= PROBLEM TO SOLVE =
From the entries below, say how many lines carry the word "bool", and give nothing but the number.

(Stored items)
BEGIN
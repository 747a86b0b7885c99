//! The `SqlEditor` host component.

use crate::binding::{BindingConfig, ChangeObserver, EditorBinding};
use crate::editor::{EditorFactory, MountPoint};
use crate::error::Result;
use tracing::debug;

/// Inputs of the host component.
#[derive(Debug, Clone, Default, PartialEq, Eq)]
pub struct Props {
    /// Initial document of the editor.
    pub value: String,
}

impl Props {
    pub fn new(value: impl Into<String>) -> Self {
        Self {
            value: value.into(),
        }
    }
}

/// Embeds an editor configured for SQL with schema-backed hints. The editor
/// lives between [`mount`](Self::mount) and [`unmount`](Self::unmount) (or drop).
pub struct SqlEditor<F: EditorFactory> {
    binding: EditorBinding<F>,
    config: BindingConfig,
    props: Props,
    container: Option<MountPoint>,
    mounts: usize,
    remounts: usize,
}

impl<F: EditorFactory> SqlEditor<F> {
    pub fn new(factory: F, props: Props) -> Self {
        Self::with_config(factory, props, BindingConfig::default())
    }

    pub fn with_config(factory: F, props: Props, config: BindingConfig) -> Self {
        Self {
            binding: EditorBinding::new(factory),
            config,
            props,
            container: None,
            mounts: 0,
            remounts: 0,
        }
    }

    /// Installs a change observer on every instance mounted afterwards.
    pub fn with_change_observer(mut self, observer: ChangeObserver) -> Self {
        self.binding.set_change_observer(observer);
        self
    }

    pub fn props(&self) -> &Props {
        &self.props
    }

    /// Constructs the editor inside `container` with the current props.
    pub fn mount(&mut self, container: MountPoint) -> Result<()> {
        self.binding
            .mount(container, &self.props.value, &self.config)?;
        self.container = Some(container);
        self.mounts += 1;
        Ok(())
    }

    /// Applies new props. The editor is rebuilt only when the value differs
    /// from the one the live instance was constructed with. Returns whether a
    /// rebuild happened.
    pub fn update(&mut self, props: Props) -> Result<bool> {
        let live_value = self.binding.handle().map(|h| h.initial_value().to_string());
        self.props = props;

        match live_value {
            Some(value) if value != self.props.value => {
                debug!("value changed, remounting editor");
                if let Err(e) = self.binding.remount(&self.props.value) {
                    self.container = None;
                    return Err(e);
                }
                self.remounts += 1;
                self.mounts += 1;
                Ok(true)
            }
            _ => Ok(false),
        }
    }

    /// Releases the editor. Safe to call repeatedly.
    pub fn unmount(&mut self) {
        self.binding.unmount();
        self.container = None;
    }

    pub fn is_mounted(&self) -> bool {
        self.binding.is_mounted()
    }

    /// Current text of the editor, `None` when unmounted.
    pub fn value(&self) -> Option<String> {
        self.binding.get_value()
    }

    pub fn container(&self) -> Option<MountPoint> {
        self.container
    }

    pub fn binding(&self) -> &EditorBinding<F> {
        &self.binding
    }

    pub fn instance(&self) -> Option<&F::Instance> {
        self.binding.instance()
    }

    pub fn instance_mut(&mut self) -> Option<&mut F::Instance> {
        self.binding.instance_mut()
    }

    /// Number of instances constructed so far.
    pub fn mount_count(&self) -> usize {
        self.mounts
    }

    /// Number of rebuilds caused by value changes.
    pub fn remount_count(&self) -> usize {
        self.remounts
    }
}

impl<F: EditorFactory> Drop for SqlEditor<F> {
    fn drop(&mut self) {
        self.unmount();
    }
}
END
BEGIN
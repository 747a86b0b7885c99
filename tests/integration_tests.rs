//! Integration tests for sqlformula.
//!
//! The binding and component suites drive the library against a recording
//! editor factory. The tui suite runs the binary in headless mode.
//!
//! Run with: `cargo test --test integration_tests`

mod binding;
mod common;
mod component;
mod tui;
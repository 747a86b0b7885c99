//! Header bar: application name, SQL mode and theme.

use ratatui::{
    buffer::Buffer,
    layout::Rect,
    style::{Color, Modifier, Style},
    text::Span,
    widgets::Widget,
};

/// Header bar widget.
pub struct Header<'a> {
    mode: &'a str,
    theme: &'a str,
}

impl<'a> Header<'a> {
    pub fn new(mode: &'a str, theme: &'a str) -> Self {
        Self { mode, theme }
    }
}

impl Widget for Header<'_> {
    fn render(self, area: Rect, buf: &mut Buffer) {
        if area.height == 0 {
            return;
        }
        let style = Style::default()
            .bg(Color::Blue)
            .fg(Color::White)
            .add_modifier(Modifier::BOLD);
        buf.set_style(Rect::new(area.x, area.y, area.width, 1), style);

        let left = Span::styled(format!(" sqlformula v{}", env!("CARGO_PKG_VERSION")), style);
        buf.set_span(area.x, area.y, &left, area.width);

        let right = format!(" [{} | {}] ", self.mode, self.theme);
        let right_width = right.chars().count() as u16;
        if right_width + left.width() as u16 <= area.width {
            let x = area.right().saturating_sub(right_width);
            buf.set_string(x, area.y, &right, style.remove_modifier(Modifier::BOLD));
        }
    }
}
END
BEGIN
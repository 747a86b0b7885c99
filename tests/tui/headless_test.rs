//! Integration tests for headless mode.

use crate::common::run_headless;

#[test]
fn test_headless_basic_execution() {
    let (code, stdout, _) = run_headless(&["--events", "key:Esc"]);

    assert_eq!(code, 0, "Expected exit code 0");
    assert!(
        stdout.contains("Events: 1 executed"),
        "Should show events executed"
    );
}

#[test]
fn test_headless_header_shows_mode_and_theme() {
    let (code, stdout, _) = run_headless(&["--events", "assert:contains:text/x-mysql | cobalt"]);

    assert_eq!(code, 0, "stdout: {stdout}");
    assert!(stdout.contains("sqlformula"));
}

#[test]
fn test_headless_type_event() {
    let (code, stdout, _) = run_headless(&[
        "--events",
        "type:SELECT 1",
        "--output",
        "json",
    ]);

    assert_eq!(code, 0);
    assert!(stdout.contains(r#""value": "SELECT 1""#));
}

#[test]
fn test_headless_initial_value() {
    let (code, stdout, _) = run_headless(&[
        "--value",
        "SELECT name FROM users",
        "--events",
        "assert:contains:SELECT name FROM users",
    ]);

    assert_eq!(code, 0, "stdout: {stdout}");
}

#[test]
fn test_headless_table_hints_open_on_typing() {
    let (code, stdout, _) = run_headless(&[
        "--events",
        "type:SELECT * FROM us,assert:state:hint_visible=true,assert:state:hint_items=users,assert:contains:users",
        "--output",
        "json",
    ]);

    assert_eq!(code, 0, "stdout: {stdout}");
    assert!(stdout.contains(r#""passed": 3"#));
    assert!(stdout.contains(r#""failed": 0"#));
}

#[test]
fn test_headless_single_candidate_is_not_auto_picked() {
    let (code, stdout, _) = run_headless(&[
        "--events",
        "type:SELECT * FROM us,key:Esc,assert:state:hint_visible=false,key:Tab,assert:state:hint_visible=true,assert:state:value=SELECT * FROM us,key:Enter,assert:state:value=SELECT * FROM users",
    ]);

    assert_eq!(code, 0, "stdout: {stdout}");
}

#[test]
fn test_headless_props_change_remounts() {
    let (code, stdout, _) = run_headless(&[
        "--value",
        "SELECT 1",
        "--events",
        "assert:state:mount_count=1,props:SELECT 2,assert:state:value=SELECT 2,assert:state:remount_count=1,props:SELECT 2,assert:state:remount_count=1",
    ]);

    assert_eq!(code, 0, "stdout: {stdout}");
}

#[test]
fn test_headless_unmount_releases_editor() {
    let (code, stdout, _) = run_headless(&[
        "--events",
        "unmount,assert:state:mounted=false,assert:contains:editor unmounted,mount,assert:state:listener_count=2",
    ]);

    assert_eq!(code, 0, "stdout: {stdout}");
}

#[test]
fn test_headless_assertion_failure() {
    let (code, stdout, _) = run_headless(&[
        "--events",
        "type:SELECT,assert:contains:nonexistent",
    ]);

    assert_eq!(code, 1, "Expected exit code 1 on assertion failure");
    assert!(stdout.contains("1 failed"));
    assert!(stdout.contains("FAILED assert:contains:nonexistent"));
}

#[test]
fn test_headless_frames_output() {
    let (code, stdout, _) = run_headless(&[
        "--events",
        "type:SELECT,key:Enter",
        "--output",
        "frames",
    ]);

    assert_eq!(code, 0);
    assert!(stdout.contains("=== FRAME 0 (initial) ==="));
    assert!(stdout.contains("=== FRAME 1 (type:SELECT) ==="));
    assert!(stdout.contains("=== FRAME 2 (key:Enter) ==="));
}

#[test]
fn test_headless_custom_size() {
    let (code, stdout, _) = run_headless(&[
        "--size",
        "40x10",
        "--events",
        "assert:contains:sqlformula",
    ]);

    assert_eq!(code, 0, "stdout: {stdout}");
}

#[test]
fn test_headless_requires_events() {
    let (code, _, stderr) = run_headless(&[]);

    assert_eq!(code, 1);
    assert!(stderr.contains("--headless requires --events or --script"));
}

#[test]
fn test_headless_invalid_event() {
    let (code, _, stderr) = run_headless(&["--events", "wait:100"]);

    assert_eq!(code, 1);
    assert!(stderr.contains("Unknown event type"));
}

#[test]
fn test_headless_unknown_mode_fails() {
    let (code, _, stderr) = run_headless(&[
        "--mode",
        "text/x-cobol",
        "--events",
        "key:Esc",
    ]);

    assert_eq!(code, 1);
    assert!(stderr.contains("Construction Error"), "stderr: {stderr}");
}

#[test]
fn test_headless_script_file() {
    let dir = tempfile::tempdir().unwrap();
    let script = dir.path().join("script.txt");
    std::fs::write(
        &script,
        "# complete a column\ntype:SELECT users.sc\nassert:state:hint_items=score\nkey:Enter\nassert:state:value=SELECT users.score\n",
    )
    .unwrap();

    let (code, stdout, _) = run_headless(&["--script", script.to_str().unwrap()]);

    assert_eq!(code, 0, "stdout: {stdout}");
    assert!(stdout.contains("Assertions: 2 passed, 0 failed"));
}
END
= SOLUTION TO THE PROBLEM =
2